◆ PROBLEM STATEMENT
Lines of the records that hold the word "None" are to be counted; give the number and nothing more.

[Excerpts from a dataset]
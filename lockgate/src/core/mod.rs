//! Deterministic, pure logic shared by the lockgate commands.
//!
//! Core modules must be free of I/O side effects. They operate on in-memory
//! data (lock file text, path lists, process results) and return deterministic
//! outputs suitable for tests.

pub mod header;
pub mod pipeline;
pub mod protected;
pub mod record;
pub mod staleness;
pub mod types;
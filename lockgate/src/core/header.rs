//! Parsing and merging of the lock file metadata header.
//!
//! A lock file starts with a contiguous run of `key: value` lines terminated by
//! the first blank line; everything from that blank line on is free-form body.
//! Lines inside the leading block that are not `key: value` pairs are kept
//! verbatim, so a rewrite never loses or reorders human-written text.

use std::sync::LazyLock;

use regex::Regex;

static FIELD_LINE: LazyLock<Regex> = LazyLock::new(|| {
    Regex::new(r"^\s*([A-Za-z0-9_-]+)\s*:\s*(.+)$").expect("field line regex")
});

static FIELD_KEY: LazyLock<Regex> =
    LazyLock::new(|| Regex::new(r"^[A-Za-z0-9_-]+$").expect("field key regex"));

/// One line of the leading metadata block.
#[derive(Debug, Clone, PartialEq, Eq)]
pub enum HeaderLine {
    Field {
        key: String,
        value: String,
        /// Original text, reused on render while the value is unchanged.
        raw: String,
    },
    Verbatim(String),
}

/// A lock file split into header lines and untouched body text.
#[derive(Debug, Clone, Default, PartialEq, Eq)]
pub struct Document {
    lines: Vec<HeaderLine>,
    body: String,
}

impl Document {
    /// Split `text` into header and body.
    ///
    /// If the leading block holds no `key: value` line at all, the header is
    /// empty and the whole text is body.
    pub fn parse(text: &str) -> Self {
        let mut lines = Vec::new();
        let mut offset = 0usize;

        for segment in text.split_inclusive('\n') {
            let line = segment.trim_end_matches('\n').trim_end_matches('\r');
            if line.trim().is_empty() {
                break;
            }
            lines.push(parse_line(segment.trim_end_matches('\n')));
            offset += segment.len();
        }

        if !lines
            .iter()
            .any(|line| matches!(line, HeaderLine::Field { .. }))
        {
            return Self {
                lines: Vec::new(),
                body: text.to_string(),
            };
        }

        Self {
            lines,
            body: text[offset..].to_string(),
        }
    }

    /// First value for `key` (case-insensitive).
    pub fn get(&self, key: &str) -> Option<&str> {
        self.lines.iter().find_map(|line| match line {
            HeaderLine::Field { key: k, value, .. } if k.eq_ignore_ascii_case(key) => {
                Some(value.as_str())
            }
            _ => None,
        })
    }

    /// All fields in header order, keys as written.
    pub fn fields(&self) -> impl Iterator<Item = (&str, &str)> {
        self.lines.iter().filter_map(|line| match line {
            HeaderLine::Field { key, value, .. } => Some((key.as_str(), value.as_str())),
            HeaderLine::Verbatim(_) => None,
        })
    }

    pub fn lines(&self) -> &[HeaderLine] {
        &self.lines
    }

    pub fn body(&self) -> &str {
        &self.body
    }

    /// Overwrite the first field matching `key` (case-insensitive) or append a
    /// new field at the end of the header.
    ///
    /// The existing key spelling is kept when overwriting.
    pub fn set(&mut self, key: &str, value: &str) {
        for line in &mut self.lines {
            if let HeaderLine::Field {
                key: existing,
                value: current,
                raw,
            } = line
                && existing.eq_ignore_ascii_case(key)
            {
                if current != value {
                    *current = value.to_string();
                    *raw = format!("{existing}: {value}");
                }
                return;
            }
        }
        self.lines.push(HeaderLine::Field {
            key: key.to_string(),
            value: value.to_string(),
            raw: format!("{key}: {value}"),
        });
    }

    /// Render back to text. Unchanged lines keep their original bytes.
    pub fn render(&self) -> String {
        let mut out = String::new();
        for line in &self.lines {
            match line {
                HeaderLine::Field { raw, .. } => out.push_str(raw),
                HeaderLine::Verbatim(raw) => out.push_str(raw),
            }
            out.push('\n');
        }
        if !self.lines.is_empty() && !self.body.is_empty() && !starts_with_blank_line(&self.body)
        {
            out.push('\n');
        }
        out.push_str(&self.body);
        out
    }
}

/// Validate a `key=value` update before it is merged into a header.
pub fn validate_field(key: &str, value: &str) -> Result<(), String> {
    if !FIELD_KEY.is_match(key) {
        return Err(format!("invalid field key '{key}' (expected [A-Za-z0-9_-]+)"));
    }
    if value.trim().is_empty() {
        return Err(format!("field '{key}' must have a non-empty value"));
    }
    if value.contains('\n') || value.contains('\r') {
        return Err(format!("field '{key}' must be a single line"));
    }
    Ok(())
}

/// Split `k=v` into its parts.
pub fn parse_assignment(raw: &str) -> Result<(String, String), String> {
    let (key, value) = raw
        .split_once('=')
        .ok_or_else(|| format!("expected key=value, got '{raw}'"))?;
    let key = key.trim().to_string();
    let value = value.trim().to_string();
    validate_field(&key, &value)?;
    Ok((key, value))
}

fn parse_line(raw: &str) -> HeaderLine {
    let text = raw.trim_end_matches('\r');
    match FIELD_LINE.captures(text) {
        Some(caps) => HeaderLine::Field {
            key: caps[1].to_string(),
            value: caps[2].trim().to_string(),
            raw: raw.to_string(),
        },
        None => HeaderLine::Verbatim(raw.to_string()),
    }
}

fn starts_with_blank_line(text: &str) -> bool {
    let first = text.split('\n').next().unwrap_or_default();
    first.trim().is_empty()
}

#[cfg(test)]
mod tests {
    use super::*;

    #[test]
    fn parses_fields_until_first_blank_line() {
        let doc = Document::parse("owner: alice\nstatus: active\n\nstatus: released\n");
        assert_eq!(doc.get("owner"), Some("alice"));
        assert_eq!(doc.get("STATUS"), Some("active"));
        assert_eq!(doc.body(), "\nstatus: released\n");
    }

    #[test]
    fn keeps_non_field_lines_in_header() {
        let text = "# Lock: db migration\nowner: bob\n\nbody\n";
        let doc = Document::parse(text);
        assert_eq!(doc.lines()[0], HeaderLine::Verbatim("# Lock: db migration".to_string()));
        assert_eq!(doc.get("owner"), Some("bob"));
        assert_eq!(doc.render(), text);
    }

    #[test]
    fn free_form_file_has_empty_header() {
        let text = "Locked by someone\nworking on it\n";
        let doc = Document::parse(text);
        assert_eq!(doc.fields().count(), 0);
        assert_eq!(doc.body(), text);
    }

    #[test]
    fn set_overwrites_case_insensitively_and_keeps_key_spelling() {
        let mut doc = Document::parse("Status: active\nowner: a\n\nbody\n");
        doc.set("status", "released");
        assert_eq!(doc.render(), "Status: released\nowner: a\n\nbody\n");
    }

    #[test]
    fn set_appends_new_field_at_end_of_header() {
        let mut doc = Document::parse("owner: a\n\nbody\n");
        doc.set("expires", "2026-02-10");
        assert_eq!(doc.render(), "owner: a\nexpires: 2026-02-10\n\nbody\n");
    }

    #[test]
    fn set_on_free_form_file_prepends_header_with_separator() {
        let mut doc = Document::parse("just some notes\n");
        doc.set("status", "released");
        let rendered = doc.render();
        assert_eq!(rendered, "status: released\n\njust some notes\n");

        let mut again = Document::parse(&rendered);
        again.set("status", "released");
        assert_eq!(again.render(), rendered);
    }

    #[test]
    fn unchanged_value_keeps_original_spacing() {
        let text = "owner:    alice\n\n";
        let mut doc = Document::parse(text);
        doc.set("OWNER", "alice");
        assert_eq!(doc.render(), text);
    }

    #[test]
    fn parse_assignment_rejects_bad_keys() {
        assert!(parse_assignment("status=released").is_ok());
        assert!(parse_assignment("no-equals").is_err());
        assert!(parse_assignment("bad key=x").is_err());
        assert!(parse_assignment("status=").is_err());
    }
}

◆ SOLVED PROBLEM
3